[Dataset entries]
-=-=-

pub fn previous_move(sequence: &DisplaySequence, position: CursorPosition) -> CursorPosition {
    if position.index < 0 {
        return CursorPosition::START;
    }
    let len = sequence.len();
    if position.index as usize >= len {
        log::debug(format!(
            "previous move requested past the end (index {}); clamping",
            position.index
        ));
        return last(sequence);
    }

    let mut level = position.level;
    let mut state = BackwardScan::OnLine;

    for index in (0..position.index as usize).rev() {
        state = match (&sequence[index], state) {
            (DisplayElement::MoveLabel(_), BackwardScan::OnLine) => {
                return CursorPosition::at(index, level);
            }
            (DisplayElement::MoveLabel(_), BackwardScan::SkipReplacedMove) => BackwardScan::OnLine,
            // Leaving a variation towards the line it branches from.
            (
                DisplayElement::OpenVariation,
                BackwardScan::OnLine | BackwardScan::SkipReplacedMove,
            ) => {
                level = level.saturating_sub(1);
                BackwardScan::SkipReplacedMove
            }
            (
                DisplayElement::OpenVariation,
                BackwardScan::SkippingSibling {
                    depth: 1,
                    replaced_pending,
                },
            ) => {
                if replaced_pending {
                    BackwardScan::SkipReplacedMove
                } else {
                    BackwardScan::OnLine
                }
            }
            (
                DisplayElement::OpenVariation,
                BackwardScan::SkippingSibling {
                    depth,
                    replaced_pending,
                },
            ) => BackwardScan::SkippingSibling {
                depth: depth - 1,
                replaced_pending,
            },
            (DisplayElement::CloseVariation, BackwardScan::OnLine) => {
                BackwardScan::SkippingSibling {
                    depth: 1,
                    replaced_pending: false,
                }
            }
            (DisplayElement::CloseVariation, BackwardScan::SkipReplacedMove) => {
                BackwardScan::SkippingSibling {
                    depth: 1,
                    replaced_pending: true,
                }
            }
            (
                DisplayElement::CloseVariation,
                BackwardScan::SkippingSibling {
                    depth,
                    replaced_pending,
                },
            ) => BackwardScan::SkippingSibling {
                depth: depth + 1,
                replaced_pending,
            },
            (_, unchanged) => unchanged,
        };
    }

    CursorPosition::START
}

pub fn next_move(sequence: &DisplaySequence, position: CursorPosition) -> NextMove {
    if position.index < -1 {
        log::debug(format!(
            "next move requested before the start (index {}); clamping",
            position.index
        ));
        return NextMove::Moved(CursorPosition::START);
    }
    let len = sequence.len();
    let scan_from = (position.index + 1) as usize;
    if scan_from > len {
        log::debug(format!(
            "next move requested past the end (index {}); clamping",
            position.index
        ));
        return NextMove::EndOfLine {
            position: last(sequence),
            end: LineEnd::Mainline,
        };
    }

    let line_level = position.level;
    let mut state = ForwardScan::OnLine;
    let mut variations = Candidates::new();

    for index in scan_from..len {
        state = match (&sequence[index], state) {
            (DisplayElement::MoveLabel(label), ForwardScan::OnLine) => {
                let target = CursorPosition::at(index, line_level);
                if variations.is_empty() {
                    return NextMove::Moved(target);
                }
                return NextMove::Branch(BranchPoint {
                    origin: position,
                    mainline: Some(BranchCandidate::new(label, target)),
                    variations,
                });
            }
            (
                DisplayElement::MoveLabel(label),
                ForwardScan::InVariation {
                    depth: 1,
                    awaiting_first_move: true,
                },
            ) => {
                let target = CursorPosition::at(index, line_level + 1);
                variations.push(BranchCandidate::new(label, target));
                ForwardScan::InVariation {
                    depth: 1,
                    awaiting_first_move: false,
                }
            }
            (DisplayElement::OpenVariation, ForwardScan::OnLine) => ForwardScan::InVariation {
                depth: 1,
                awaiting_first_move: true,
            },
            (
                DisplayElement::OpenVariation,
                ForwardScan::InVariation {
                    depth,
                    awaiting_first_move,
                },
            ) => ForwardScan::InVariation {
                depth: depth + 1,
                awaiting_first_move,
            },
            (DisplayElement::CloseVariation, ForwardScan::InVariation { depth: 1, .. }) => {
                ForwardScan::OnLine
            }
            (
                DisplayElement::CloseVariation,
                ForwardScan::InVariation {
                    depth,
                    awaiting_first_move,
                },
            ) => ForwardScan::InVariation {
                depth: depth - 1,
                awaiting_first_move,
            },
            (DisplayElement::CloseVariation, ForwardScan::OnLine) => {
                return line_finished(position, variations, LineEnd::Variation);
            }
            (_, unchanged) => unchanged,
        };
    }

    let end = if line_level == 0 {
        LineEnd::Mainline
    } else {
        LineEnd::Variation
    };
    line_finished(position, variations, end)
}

-=-=-

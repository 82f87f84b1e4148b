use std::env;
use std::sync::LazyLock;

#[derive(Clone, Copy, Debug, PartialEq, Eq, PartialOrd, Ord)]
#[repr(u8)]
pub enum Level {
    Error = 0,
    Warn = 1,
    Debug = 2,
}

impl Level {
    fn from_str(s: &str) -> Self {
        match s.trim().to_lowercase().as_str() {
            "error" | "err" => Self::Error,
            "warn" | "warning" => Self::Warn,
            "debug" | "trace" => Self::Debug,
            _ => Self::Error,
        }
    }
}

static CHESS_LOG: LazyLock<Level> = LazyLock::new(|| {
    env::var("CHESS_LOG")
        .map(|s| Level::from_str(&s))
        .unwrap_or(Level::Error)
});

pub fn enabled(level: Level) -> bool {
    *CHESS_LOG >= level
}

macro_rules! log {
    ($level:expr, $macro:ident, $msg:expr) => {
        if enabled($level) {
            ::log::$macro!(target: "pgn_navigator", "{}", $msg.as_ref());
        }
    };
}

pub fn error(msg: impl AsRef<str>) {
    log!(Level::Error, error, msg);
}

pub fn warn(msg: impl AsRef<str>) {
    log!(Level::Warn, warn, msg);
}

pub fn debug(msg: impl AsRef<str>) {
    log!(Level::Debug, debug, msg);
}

-=-=-

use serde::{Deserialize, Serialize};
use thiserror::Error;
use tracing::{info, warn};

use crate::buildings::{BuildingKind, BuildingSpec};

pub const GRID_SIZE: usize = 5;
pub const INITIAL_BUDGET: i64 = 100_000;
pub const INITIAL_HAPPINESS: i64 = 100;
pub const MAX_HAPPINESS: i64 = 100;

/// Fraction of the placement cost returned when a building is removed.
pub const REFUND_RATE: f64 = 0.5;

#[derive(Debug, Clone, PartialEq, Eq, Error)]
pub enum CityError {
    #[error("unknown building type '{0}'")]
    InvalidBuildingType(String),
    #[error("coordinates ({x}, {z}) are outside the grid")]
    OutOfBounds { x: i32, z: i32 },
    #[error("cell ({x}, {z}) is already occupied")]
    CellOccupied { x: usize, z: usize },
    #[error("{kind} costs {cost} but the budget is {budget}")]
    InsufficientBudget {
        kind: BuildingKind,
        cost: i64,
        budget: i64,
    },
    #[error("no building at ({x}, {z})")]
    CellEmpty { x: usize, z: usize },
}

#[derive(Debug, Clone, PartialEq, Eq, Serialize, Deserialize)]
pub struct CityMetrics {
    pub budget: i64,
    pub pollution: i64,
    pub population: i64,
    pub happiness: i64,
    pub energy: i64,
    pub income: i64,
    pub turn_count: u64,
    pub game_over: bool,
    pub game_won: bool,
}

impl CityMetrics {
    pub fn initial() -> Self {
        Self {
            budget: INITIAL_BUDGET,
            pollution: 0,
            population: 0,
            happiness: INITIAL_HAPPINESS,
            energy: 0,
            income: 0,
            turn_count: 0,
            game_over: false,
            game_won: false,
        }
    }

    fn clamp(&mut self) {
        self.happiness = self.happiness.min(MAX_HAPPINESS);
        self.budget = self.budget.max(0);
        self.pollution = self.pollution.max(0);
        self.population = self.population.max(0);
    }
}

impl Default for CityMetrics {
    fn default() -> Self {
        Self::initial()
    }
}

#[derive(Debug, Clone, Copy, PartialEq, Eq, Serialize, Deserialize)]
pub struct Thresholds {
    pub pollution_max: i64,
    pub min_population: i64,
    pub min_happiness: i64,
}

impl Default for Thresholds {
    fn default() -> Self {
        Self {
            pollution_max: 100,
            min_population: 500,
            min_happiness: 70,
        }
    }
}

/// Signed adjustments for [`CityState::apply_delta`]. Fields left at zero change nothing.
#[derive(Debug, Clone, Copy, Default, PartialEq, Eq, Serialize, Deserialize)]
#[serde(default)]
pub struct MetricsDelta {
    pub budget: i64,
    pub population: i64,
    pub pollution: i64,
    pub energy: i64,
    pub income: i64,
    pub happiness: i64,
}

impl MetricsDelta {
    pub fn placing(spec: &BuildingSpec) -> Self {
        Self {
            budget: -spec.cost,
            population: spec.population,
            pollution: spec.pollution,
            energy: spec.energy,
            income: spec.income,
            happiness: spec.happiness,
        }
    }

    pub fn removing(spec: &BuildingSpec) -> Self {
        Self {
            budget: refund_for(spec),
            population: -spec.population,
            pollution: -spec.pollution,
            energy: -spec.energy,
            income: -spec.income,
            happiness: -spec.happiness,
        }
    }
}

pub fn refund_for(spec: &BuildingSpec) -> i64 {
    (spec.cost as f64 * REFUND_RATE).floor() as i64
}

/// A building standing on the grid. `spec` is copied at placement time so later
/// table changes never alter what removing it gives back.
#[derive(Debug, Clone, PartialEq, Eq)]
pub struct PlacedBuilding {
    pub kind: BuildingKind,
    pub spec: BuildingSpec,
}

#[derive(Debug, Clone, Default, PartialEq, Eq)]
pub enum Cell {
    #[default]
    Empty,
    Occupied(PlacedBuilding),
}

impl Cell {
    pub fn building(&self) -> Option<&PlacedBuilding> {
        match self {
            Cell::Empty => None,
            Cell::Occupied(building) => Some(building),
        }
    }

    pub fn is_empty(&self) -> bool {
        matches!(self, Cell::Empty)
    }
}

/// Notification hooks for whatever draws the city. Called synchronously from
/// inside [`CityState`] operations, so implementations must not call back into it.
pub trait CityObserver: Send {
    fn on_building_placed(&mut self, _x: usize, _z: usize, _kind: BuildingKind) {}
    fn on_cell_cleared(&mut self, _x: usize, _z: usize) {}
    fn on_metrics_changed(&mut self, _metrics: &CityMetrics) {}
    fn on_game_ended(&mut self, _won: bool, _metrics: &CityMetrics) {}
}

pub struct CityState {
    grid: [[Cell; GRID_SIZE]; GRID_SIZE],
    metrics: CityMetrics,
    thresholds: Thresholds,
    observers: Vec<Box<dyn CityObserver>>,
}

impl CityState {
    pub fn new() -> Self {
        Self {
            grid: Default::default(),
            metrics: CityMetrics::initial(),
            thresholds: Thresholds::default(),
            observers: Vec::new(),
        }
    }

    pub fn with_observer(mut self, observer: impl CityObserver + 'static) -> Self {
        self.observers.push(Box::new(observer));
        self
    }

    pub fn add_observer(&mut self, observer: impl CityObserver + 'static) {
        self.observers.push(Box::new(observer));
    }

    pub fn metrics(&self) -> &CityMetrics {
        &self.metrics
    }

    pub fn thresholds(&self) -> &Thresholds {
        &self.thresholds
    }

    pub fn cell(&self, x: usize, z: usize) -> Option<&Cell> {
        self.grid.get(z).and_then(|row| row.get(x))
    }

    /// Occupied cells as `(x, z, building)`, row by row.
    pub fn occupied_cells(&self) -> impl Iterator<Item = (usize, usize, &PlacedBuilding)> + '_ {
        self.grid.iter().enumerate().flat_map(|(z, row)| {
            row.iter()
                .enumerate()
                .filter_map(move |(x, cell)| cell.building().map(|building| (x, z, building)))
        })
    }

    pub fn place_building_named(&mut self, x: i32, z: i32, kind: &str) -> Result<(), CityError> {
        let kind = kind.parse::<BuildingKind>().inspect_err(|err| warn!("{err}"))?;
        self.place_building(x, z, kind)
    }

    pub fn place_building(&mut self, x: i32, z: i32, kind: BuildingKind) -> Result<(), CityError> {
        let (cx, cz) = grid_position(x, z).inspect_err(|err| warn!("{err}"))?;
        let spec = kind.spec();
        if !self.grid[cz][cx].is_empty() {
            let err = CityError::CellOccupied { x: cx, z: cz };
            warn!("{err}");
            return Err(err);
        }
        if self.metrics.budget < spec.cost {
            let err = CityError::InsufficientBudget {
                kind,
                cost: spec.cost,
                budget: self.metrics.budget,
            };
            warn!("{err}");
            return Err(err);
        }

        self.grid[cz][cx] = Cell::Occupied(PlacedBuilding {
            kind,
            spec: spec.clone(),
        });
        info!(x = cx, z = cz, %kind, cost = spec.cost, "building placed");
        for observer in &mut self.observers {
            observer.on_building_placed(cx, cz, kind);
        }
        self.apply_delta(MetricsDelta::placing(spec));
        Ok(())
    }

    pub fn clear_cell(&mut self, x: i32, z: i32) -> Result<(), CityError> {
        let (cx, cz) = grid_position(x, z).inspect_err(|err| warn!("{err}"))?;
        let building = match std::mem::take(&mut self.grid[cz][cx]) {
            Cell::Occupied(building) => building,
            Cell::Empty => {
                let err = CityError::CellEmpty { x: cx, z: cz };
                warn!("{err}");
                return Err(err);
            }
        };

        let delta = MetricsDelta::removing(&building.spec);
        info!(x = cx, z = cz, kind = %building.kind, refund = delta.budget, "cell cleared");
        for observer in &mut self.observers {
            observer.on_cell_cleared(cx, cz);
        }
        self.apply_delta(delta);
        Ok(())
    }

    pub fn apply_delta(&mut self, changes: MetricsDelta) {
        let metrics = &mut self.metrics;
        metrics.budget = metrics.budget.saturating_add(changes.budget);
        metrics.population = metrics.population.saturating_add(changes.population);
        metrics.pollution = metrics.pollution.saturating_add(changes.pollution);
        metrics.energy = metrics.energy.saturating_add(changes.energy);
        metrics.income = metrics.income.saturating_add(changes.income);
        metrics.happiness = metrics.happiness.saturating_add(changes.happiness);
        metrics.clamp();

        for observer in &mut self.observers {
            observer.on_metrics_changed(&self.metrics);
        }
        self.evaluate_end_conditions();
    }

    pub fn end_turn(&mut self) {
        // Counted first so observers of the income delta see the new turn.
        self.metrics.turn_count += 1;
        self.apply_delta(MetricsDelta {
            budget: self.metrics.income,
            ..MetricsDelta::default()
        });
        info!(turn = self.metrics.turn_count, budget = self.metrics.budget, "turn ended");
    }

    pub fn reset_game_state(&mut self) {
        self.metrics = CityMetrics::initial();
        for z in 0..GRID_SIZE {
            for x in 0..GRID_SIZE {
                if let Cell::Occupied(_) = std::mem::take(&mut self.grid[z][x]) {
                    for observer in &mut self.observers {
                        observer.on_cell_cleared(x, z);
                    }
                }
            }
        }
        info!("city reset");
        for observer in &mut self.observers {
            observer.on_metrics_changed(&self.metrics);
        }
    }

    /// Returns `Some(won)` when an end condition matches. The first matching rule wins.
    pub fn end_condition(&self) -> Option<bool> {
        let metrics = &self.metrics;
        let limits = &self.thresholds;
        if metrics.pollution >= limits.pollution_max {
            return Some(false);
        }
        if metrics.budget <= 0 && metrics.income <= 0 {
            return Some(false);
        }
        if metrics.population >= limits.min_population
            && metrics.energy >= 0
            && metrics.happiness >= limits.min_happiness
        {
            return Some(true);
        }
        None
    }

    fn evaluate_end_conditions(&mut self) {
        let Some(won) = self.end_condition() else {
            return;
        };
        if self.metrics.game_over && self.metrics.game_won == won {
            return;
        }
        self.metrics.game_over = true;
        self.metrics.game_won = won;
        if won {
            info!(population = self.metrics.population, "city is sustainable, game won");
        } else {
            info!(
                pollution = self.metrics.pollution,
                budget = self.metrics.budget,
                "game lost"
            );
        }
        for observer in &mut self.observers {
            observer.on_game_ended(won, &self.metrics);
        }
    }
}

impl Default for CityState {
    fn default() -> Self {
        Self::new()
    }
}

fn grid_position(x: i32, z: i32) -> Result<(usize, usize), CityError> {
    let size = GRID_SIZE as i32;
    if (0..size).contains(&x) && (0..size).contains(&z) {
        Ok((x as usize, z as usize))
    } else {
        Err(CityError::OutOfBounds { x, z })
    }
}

-=-=-

■ WORK REQUEST ■
Taking the records above as input, show every line in which the word "LineEnd" is present.

■ SOLVED EXERCISE ■
            end: LineEnd::Mainline,
                return line_finished(position, variations, LineEnd::Variation);
        LineEnd::Mainline
        LineEnd::Variation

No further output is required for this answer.